Information visualization to enhance sensitivity and selectivity in biosensing

An overview is provided of the various methods for analyzing biosensing data, with emphasis on information visualization approaches such as multidimensional projection techniques. Emphasis is placed on the importance of data analysis methods, with a description of traditional techniques, including the advantages and limitations of linear and non-linear methods to generate layouts that emphasize similarity/dissimilarity relationships among data instances. Particularly important are recent methods that allow processing high-dimensional data, thus taking full advantage of the capabilities of modern equipment. In this area, now referred to as e-science, the choice of appropriate data analysis methods is crucial to enhance the sensitivity and selectivity of sensors and biosensors. Two types of systems deserving attention in this context are electronic noses and electronic tongues, which are made of sensor arrays whose electrical or electrochemical responses are combined to provide "finger print" information for aromas and tastes. Examples will also be given of unprecedented detection of tropical diseases, made possible with the use of multidimensional projection techniques. Furthermore, ways of using these techniques along with other information visualization methods to optimize biosensors will be discussed.
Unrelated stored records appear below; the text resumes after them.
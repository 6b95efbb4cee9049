use serde::Deserialize;
use std::collections::{HashMap, HashSet};
use wayfinder_core::{is_tx_id, WayfinderError};

/// `{manifest:"arweave/paths", version, index?, paths:{name -> {id}}}`, the
/// path -> txId map a manifest transaction's content describes.
#[derive(Debug, Clone, Deserialize)]
pub struct Manifest {
    pub manifest: String,
    pub version: String,
    #[serde(default)]
    pub index: Option<ManifestIndex>,
    pub paths: HashMap<String, ManifestPathEntry>,
}

#[derive(Debug, Clone, Deserialize)]
pub struct ManifestIndex {
    pub path: String,
}

#[derive(Debug, Clone, Deserialize)]
pub struct ManifestPathEntry {
    pub id: String,
}

impl Manifest {
    pub fn parse(bytes: &[u8]) -> Result<Self, WayfinderError> {
        serde_json::from_slice(bytes).map_err(WayfinderError::Serde)
    }

    /// Resolves `path` to a txId. Leading/trailing slashes are trimmed;
    /// an empty (or `/`) path resolves through `index.path` when present.
    pub fn resolve(&self, path: &str) -> Result<&str, WayfinderError> {
        let trimmed = path.trim_matches('/');
        let key = if trimmed.is_empty() {
            self.index
                .as_ref()
                .map(|i| i.path.as_str())
                .ok_or_else(|| WayfinderError::NotFound("no index path configured".into()))?
        } else {
            trimmed
        };
        self.paths
            .get(key)
            .map(|entry| entry.id.as_str())
            .ok_or_else(|| WayfinderError::NotFound(format!("path not found: {key}")))
    }

    /// Every distinct txId this manifest references directly (not
    /// recursively). Each must be a well-formed 43-char base64url txId;
    /// callers surface `BadManifestEntry` for any that aren't.
    pub fn referenced_tx_ids(&self) -> Result<Vec<String>, WayfinderError> {
        let mut seen = HashSet::new();
        let mut out = Vec::new();
        for entry in self.paths.values() {
            if !is_tx_id(&entry.id) {
                return Err(WayfinderError::BadManifestEntry(entry.id.clone()));
            }
            if seen.insert(entry.id.clone()) {
                out.push(entry.id.clone());
            }
        }
        Ok(out)
    }
}

/// Case-insensitive check for the manifest content-type, or any JSON-like
/// content-type (parsed as a candidate manifest and validated structurally).
/// Header names arriving from the retrieval layer are already lowercased by
/// `http`/`reqwest`, so a literal-lowercase substring check is sufficient.
pub fn looks_like_manifest(content_type: Option<&str>) -> bool {
    match content_type {
        Some(ct) => {
            let lower = ct.to_ascii_lowercase();
            lower.contains("application/x.arweave-manifest+json") || lower.contains("json")
        }
        None => false,
    }
}

#[cfg(test)]
mod tests {
    use super::*;

    fn sample_json() -> serde_json::Value {
        serde_json::json!({
            "manifest": "arweave/paths",
            "version": "0.1.0",
            "index": { "path": "index.html" },
            "paths": {
                "index.html": { "id": "a".repeat(43) },
                "about/index.html": { "id": "b".repeat(43) },
            }
        })
    }

    #[test]
    fn parses_and_resolves_index_for_empty_path() {
        let manifest = Manifest::parse(sample_json().to_string().as_bytes()).unwrap();
        assert_eq!(manifest.resolve("").unwrap(), "a".repeat(43));
        assert_eq!(manifest.resolve("/").unwrap(), "a".repeat(43));
    }

    #[test]
    fn resolves_exact_path_trimming_slashes() {
        let manifest = Manifest::parse(sample_json().to_string().as_bytes()).unwrap();
        assert_eq!(manifest.resolve("/about/index.html/").unwrap(), "b".repeat(43));
    }

    #[test]
    fn missing_path_is_not_found() {
        let manifest = Manifest::parse(sample_json().to_string().as_bytes()).unwrap();
        assert!(matches!(manifest.resolve("nope"), Err(WayfinderError::NotFound(_))));
    }

    #[test]
    fn referenced_tx_ids_are_deduplicated() {
        let mut json = sample_json();
        json["paths"]["dup.html"] = serde_json::json!({ "id": "a".repeat(43) });
        let manifest = Manifest::parse(json.to_string().as_bytes()).unwrap();
        let ids = manifest.referenced_tx_ids().unwrap();
        assert_eq!(ids.len(), 2);
    }

    #[test]
    fn malformed_tx_id_is_rejected() {
        let mut json = sample_json();
        json["paths"]["bad.html"] = serde_json::json!({ "id": "not-a-valid-tx-id" });
        let manifest = Manifest::parse(json.to_string().as_bytes()).unwrap();
        assert!(matches!(manifest.referenced_tx_ids(), Err(WayfinderError::BadManifestEntry(_))));
    }

    #[test]
    fn content_type_detection_is_case_insensitive() {
        assert!(looks_like_manifest(Some("application/x.arweave-manifest+json")));
        assert!(looks_like_manifest(Some("APPLICATION/X.ARWEAVE-MANIFEST+JSON")));
        assert!(looks_like_manifest(Some("Application/Json")));
        assert!(!looks_like_manifest(Some("text/html")));
        assert!(!looks_like_manifest(None));
    }
}
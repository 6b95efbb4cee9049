use async_trait::async_trait;
use futures_util::future::{BoxFuture, FutureExt, Shared};
use std::sync::Arc;
use tokio::sync::Mutex;
use tokio::time::{Duration, Instant};
use wayfinder_core::{Gateway, RoutingStrategy, SelectGatewayInput, WayfinderError};

type InflightFuture = Shared<BoxFuture<'static, Result<Gateway, String>>>;

struct State {
    cached: Option<(Gateway, Instant)>,
    inflight: Option<InflightFuture>,
}

/// Memoises the inner strategy's selection for a TTL. Concurrent callers
/// during a refresh share the same in-flight future (single-flight); on
/// refresh failure the stale cached URL is returned if present, else the
/// error propagates.
pub struct SimpleCache {
    inner: Arc<dyn RoutingStrategy>,
    ttl: Duration,
    state: Mutex<State>,
}

impl SimpleCache {
    pub fn new(inner: Arc<dyn RoutingStrategy>, ttl: Duration) -> Self {
        Self {
            inner,
            ttl,
            state: Mutex::new(State {
                cached: None,
                inflight: None,
            }),
        }
    }

    fn fresh(cached: &Option<(Gateway, Instant)>, ttl: Duration) -> Option<Gateway> {
        cached.as_ref().and_then(|(gateway, ts)| {
            if ts.elapsed() < ttl {
                Some(gateway.clone())
            } else {
                None
            }
        })
    }
}

#[async_trait]
impl RoutingStrategy for SimpleCache {
    async fn select_gateway(&self, input: SelectGatewayInput) -> Result<Gateway, WayfinderError> {
        {
            let guard = self.state.lock().await;
            if let Some(gateway) = Self::fresh(&guard.cached, self.ttl) {
                return Ok(gateway);
            }
        }

        let fut = {
            let mut guard = self.state.lock().await;
            if let Some(fut) = &guard.inflight {
                fut.clone()
            } else {
                let inner = Arc::clone(&self.inner);
                let fut: BoxFuture<'static, Result<Gateway, String>> = async move {
                    inner.select_gateway(input).await.map_err(|e| e.to_string())
                }
                .boxed();
                let shared = fut.shared();
                guard.inflight = Some(shared.clone());
                shared
            }
        };

        let result = fut.await;
        let mut guard = self.state.lock().await;
        guard.inflight = None;
        match result {
            Ok(gateway) => {
                guard.cached = Some((gateway.clone(), Instant::now()));
                Ok(gateway)
            }
            Err(e) => match &guard.cached {
                Some((gateway, _)) => {
                    tracing::error!(error = %e, "route refresh failed, serving stale selection");
                    Ok(gateway.clone())
                }
                None => Err(WayfinderError::NoHealthyGateway),
            },
        }
    }
}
In situ chemichromic studies of interactions between a lutetium bis-octaalkyl-substituted phthalocyanine and selected biological cofactors

Spin-coated films, approximately 100 nm thick, of a newly synthesized bis[octakis(octyl)phthalocyaninato] lutetium(III) complex on ultrasonically cleaned glass substrates exhibit pronounced chemichromic behaviour with potential application in healthcare. In situ kinetic optical absorption spectroscopic measurements show that the phthalocyanine Q-band is red shifted by 60 nm upon oxidation arising from exposure to bromine vapour. Recovery to the original state is achieved by the treatment of the oxidized films with nicotinamide adenine dinucleotide and l-ascorbic acid (vitamin C) in an aqueous solution containing 1.5 M lithium perchlorate. The neutralization process is found to be governed by first-order kinetics. The linear increase of the reduction rate with increasing concentration of cofactors provides a basis for calibration of analyte concentrations ranging from 3.5 mM down to 0.03 mM.